É portanto a escola que deverá mudar. É verdade que Ana Maria Domingues, et alii, na obra que organizaram sobre a teoria de Bernstein, dizem que "as crianças da classe trabalhadora mais baixa estão em crucial desvantagem, o que não significa que crianças, famílias e comunidades devam ser vistas como sistemas deficitários patológicos e as suas formas de consciência como patológicas ou, no melhor dos casos irrelevantes" (1986: 8). Mas há que ir um pouco mais longe com a mudança da escola e a formação de professores, para que se construam pontes com os diversos contextos de aprendizagem que não podem ser reduzidos e classificados apenas de produtores de códigos linguísticos restritos. Eles são também muito heterogéneos e multiculturais, logo, não passíveis de se reduzirem a uma única sintaxe e categoria de pensamento oposta à da cultura dominante veiculada pela escola. A escola tem assim que enveredar por um processo educativo intercultural, e Bernstein não me parece tirar esta conclusão, muito embora, nos seus trabalhos mais recentes, já não defenda a relação directa que tinha estabelecido entre a classe social "de quem fala e os códigos que emprega" (Stubbs, 1987: 70).

Os professores não estão treinados para entender a mente cultural quer de alguns alunos quer de alguns pais. Daí a importância da Antropologia da Educação na formação de

professores como tenho defendido em vários textos51.

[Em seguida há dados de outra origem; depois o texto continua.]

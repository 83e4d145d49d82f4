use std::fmt;

use crate::error::{ConnectionError, TransportError};
use crate::transport::Transport;

pub const KEY_DEVICE_ID: &str = "deviceId";
pub const KEY_BATTERY_VOLTAGE: &str = "deviceBatteryVoltage";
pub const KEY_TUBE_SENSITIVITY: &str = "tubeSensitivity";
pub const KEY_TUBE_PULSE_COUNT: &str = "tubePulseCount";
pub const KEY_TUBE_RATE: &str = "tubeRate";

#[derive(Debug, Clone, PartialEq, Eq)]
pub enum Command<'a> {
    Get(&'a str),
    Set(&'a str, String),
}

impl fmt::Display for Command<'_> {
    fn fmt(&self, f: &mut fmt::Formatter<'_>) -> fmt::Result {
        match self {
            Command::Get(key) => write!(f, "GET {key}"),
            Command::Set(key, value) => write!(f, "SET {key} {value}"),
        }
    }
}

/// GET/SET requests over a line transport. One exchange per call.
pub struct RadProClient<T: Transport> {
    transport: T,
}

impl<T: Transport> RadProClient<T> {
    pub fn new(transport: T) -> Self {
        Self { transport }
    }

    pub fn endpoint(&self) -> &str {
        self.transport.endpoint()
    }

    pub async fn open(&mut self) -> Result<(), ConnectionError> {
        self.transport.open().await
    }

    pub async fn close(&mut self) {
        self.transport.close().await
    }

    pub async fn execute(&mut self, command: &Command<'_>) -> Result<Option<String>, TransportError> {
        let response = self
            .transport
            .send_and_receive(&command.to_string())
            .await?;
        Ok(response.into_value())
    }

    pub async fn get(&mut self, key: &str) -> Result<Option<String>, TransportError> {
        self.execute(&Command::Get(key)).await
    }

    pub async fn set(
        &mut self,
        key: &str,
        value: impl fmt::Display,
    ) -> Result<Option<String>, TransportError> {
        self.execute(&Command::Set(key, value.to_string())).await
    }
}
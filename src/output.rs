use owo_colors::OwoColorize;

/// Small wrapper around stdout/stderr printing to provide consistent, colored
/// user-facing messages. Colors are enabled only when output is a TTY.
fn is_tty() -> bool {
    atty::is(atty::Stream::Stdout)
}

pub fn print_info(msg: &str) {
    if is_tty() {
        println!("{} {}", "info:".cyan().bold(), msg);
    } else {
        println!("info: {}", msg);
    }
}

pub fn print_warn(msg: &str) {
    if is_tty() {
        eprintln!("{} {}", "warn:".yellow().bold(), msg);
    } else {
        eprintln!("warn: {}", msg);
    }
}

pub fn print_error(msg: &str) {
    if is_tty() {
        eprintln!("{} {}", "smart_rm:".red().bold(), msg);
    } else {
        eprintln!("smart_rm: {}", msg);
    }
}

/// Print a plain user-facing line (no prefix), e.g. "removed 'x'" in verbose mode.
pub fn print_user(msg: &str) {
    println!("{}", msg);
}
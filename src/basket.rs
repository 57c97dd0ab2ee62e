//! Basket layout: `<root>/files` holds moved entries, `<root>/info` holds
//! one `<entry>.trashinfo` record per moved entry.

use std::fs;
use std::path::{Path, PathBuf};
use tracing::info;

use crate::errors::{Result, SmartRmError};
use crate::fs_ops::resolve_existing_prefix;
use crate::platform::set_dir_mode_0700;

pub const FILES_DIR: &str = "files";
pub const INFO_DIR: &str = "info";
pub const INFO_FILE_EXTENSION: &str = ".trashinfo";

#[derive(Debug, Clone)]
pub struct Basket {
    root: PathBuf,
    files_dir: PathBuf,
    info_dir: PathBuf,
}

impl Basket {
    /// The root is resolved (`..`, symlinked ancestors) once here; walk
    /// exclusion and the inside-basket guard compare against this form.
    pub fn new(root: impl Into<PathBuf>) -> Self {
        let root = resolve_existing_prefix(&root.into());
        Self {
            files_dir: root.join(FILES_DIR),
            info_dir: root.join(INFO_DIR),
            root,
        }
    }

    pub fn root(&self) -> &Path {
        &self.root
    }

    pub fn files_dir(&self) -> &Path {
        &self.files_dir
    }

    pub fn info_dir(&self) -> &Path {
        &self.info_dir
    }

    /// Sidecar record path for a basket entry name.
    pub fn info_path_for(&self, entry_name: &std::ffi::OsStr) -> PathBuf {
        let mut name = entry_name.to_os_string();
        name.push(INFO_FILE_EXTENSION);
        self.info_dir.join(name)
    }

    /// Create both subdirectories if missing (0700 on Unix when newly created).
    pub fn ensure(&self) -> Result<()> {
        for dir in [&self.root, &self.files_dir, &self.info_dir] {
            if dir.is_dir() {
                continue;
            }
            if dir.exists() {
                return Err(SmartRmError::Config(format!(
                    "basket path exists but is not a directory: {}",
                    dir.display()
                )));
            }
            fs::create_dir_all(dir).map_err(SmartRmError::io_with("create basket directory", dir))?;
            let _ = set_dir_mode_0700(dir);
            info!(path = %dir.display(), "Created basket directory");
        }
        Ok(())
    }
}
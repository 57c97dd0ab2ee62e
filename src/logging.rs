//! Tracing initialization.
//! Builds a subscriber with EnvFilter, supports compact or JSON formats, and optional file logging.
//!
//! Behavior:
//! - Log level is driven by LogLevel (no RUST_LOG override here).
//! - Console output goes to stderr so it never mixes with prompts on stdout.
//! - If `log_file` is provided and passes safety checks, a non-blocking file layer is added.
//! - File logging is refused if any ancestor of the file path is a symlink.

use anyhow::Result;
use chrono::Local;
use smart_rm::output as out;
use smart_rm::platform::open_log_file_secure_append;
use smart_rm::{LogLevel, default_log_path, path_has_symlink_ancestor};
use std::fmt as stdfmt;
use std::path::Path;
use tracing_appender::non_blocking::{NonBlocking, WorkerGuard};
use tracing_subscriber::Layer;
use tracing_subscriber::filter::{EnvFilter, LevelFilter};
use tracing_subscriber::fmt as tsfmt;
use tracing_subscriber::fmt::MakeWriter;
use tracing_subscriber::fmt::time::FormatTime;
use tracing_subscriber::layer::{Layered, SubscriberExt};
use tracing_subscriber::registry;
use tracing_subscriber::registry::Registry;
use tracing_subscriber::util::SubscriberInitExt;

type Base = Layered<EnvFilter, Registry>;
type BoxedLayer = Box<dyn Layer<Base> + Send + Sync>;

/// Human-friendly timestamp formatter (DD/MM/YY HH:MM:SS)
struct LocalHumanTime;
impl FormatTime for LocalHumanTime {
    fn format_time(&self, w: &mut tsfmt::format::Writer<'_>) -> stdfmt::Result {
        write!(w, "{}", Local::now().format("%d/%m/%y %H:%M:%S"))
    }
}

#[inline]
fn to_level_filter(lvl: &LogLevel) -> LevelFilter {
    match lvl {
        LogLevel::Quiet => LevelFilter::ERROR,
        LogLevel::Normal => LevelFilter::WARN,
        LogLevel::Info => LevelFilter::INFO,
        LogLevel::Debug => LevelFilter::TRACE,
    }
}

#[inline]
fn env_filter_from_level(level_filter: LevelFilter) -> EnvFilter {
    EnvFilter::new(level_filter.to_string().to_ascii_lowercase())
}

fn fmt_layer<W>(writer: W, json: bool, ansi: bool) -> BoxedLayer
where
    W: for<'w> MakeWriter<'w> + Send + Sync + 'static,
{
    if json {
        tsfmt::layer()
            .event_format(tsfmt::format().json())
            .with_timer(LocalHumanTime)
            .with_level(true)
            .with_target(true)
            .with_ansi(false)
            .with_writer(writer)
            .boxed()
    } else {
        tsfmt::layer()
            .with_timer(LocalHumanTime)
            .with_level(true)
            .with_target(false)
            .with_ansi(ansi)
            .compact()
            .with_writer(writer)
            .boxed()
    }
}

/// Try to open a non-blocking file writer for logging:
/// - Refuse if any ancestor is a symlink (prints a warning and returns None)
/// - Best-effort create parent directory
/// - Open file for append and wrap with non_blocking
fn maybe_open_non_blocking_writer(path: &Path) -> Option<(NonBlocking, WorkerGuard)> {
    match path_has_symlink_ancestor(path) {
        Ok(true) => {
            out::print_warn(&format!(
                "refusing file logging: an ancestor of {} is a symlink",
                path.display()
            ));
            return None;
        }
        Err(e) => {
            out::print_warn(&format!(
                "could not check log path {} for symlinks: {e}",
                path.display()
            ));
            return None;
        }
        Ok(false) => {}
    }

    if let Some(parent) = path.parent() {
        let _ = std::fs::create_dir_all(parent);
    }

    match open_log_file_secure_append(path) {
        Ok(file) => Some(tracing_appender::non_blocking(file)),
        Err(e) => {
            out::print_warn(&format!("failed to open log file {}: {e}", path.display()));
            None
        }
    }
}

/// Initialize tracing based on LogLevel and format. Returns an optional WorkerGuard
/// if a file appender is created (must be held until shutdown to flush logs).
pub fn init_tracing(
    lvl: &LogLevel,
    log_file: Option<&Path>,
    json: bool,
) -> Result<Option<WorkerGuard>> {
    let env_filter = env_filter_from_level(to_level_filter(lvl));
    let ansi = atty::is(atty::Stream::Stderr);

    let mut layers: Vec<BoxedLayer> = vec![fmt_layer(std::io::stderr, json, ansi)];
    let mut guard = None;

    if let Some(path) = log_file {
        match maybe_open_non_blocking_writer(path) {
            Some((writer, g)) => {
                layers.push(fmt_layer(writer, json, false));
                guard = Some(g);
            }
            None => {
                out::print_warn(&format!(
                    "file logging to '{}' was not enabled; logs go to stderr only",
                    path.display()
                ));
                if let Some(def) = default_log_path() {
                    out::print_info(&format!("the default log path is {}", def.display()));
                }
            }
        }
    }

    registry().with(env_filter).with(layers).try_init()?;
    Ok(guard)
}
//! Core library for `smart_rm`.
//!
//! Moves files and directory trees into a basket instead of deleting them.
//! Each moved entry gets a `.trashinfo` record next to it so it can be
//! restored later. Directories are only moved once everything inside them
//! has been moved, so a tree the user partially declines stays in place.
//!
//! Layout:
//! - `planner`: bottom-up traversal that decides what to move and in what order.
//! - `policy`: relevance (name filter) and confirmation decisions.
//! - `fs_ops`: single-item moves, collision-free naming.
//! - `record`: restoration records.
//! - `remover`: per-path batch driver with the error taxonomy.

pub mod basket;
pub mod cli;
pub mod config;
pub mod errors;
pub mod fs_ops;
pub mod output;
pub mod planner;
pub mod platform;
pub mod policy;
pub mod record;
pub mod remover;
pub mod shutdown;

pub use basket::Basket;
pub use config::{
    CONFIG_ENV, Config, ConfirmMode, LogLevel, default_basket_path, default_config_path,
    default_log_path, load_config, load_config_from_xml_path, path_has_symlink_ancestor,
};
pub use errors::{Result, SmartRmError};
pub use fs_ops::{BasketMover, ItemMover, MovedItem};
pub use planner::{CandidatePath, EntryKind, Plan, TreePlanner};
pub use policy::{FnPolicy, NameFilter, Policy, Prompter, RemovalPolicy, TerminalPrompter, allow_all};
pub use record::{RecordStatus, TrashRecord, TrashRecordWriter};
pub use remover::{BatchReport, RemovalOutcome, RemovalSummary, RemoveMode, Remover};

O currículo operacional deverá ser sempre, possivelmente, e ainda que paradoxalmente, um currículo oculto52, não o prescrito e desejável, único para todos. Romper com o currículo formal e oficial, proposto à priori, não pode ser, de modo algum, usando um outro, aquele que deriva das práticas e da memória da escola vivida pelo professor enquanto aluno, que é autista e monocultural, que nada tem de construção e reajustamento à realidade educativa, mas, pelo contrário, com a reprodução do que o docente entende ser importante: o saber que o enformou, formou e ensinou a pensar. O currículo escolar pretende socializar o individuo (ou ressocializar?) com conteúdos e metodologias que em nada lhe são familiares, que dificilmente consegue imaginar, e que, naqueles em que produz resultados escolares de sucesso, lhes apaga a memória de origem, a mente cultural (Iturra, passim) e lhes aponta o caminho da abstracção e da descontextualização e a separação entre estudar e trabalhar: “o sucesso individual nos estudos representa para o jovem o distanciamento progressivo da sua realidade de origem – a comunidade rural – e a sua integração gradual num mundo diferente, o mundo urbano, onde trabalho intelectual e manual não se misturam” (Freire, 1983: 86). Os alunos em que o processo educativo não produz os resultados idealizados pelo currículo estatal voltam ao trabalho da terra53, à sua comunidade de origem, à procura do sucesso social num saber local onde a aprendizagem não necessite de ensino especialmente descontextualizado dos seus hábitos incorporados.

Mais que reformas curriculares, pensamos que a mudança passa essencialmente pelo papel do professor na mediação entre os saberes e culturas várias dos alunos que tem pela frente com o conhecimento científico que a escola pretende ensinar.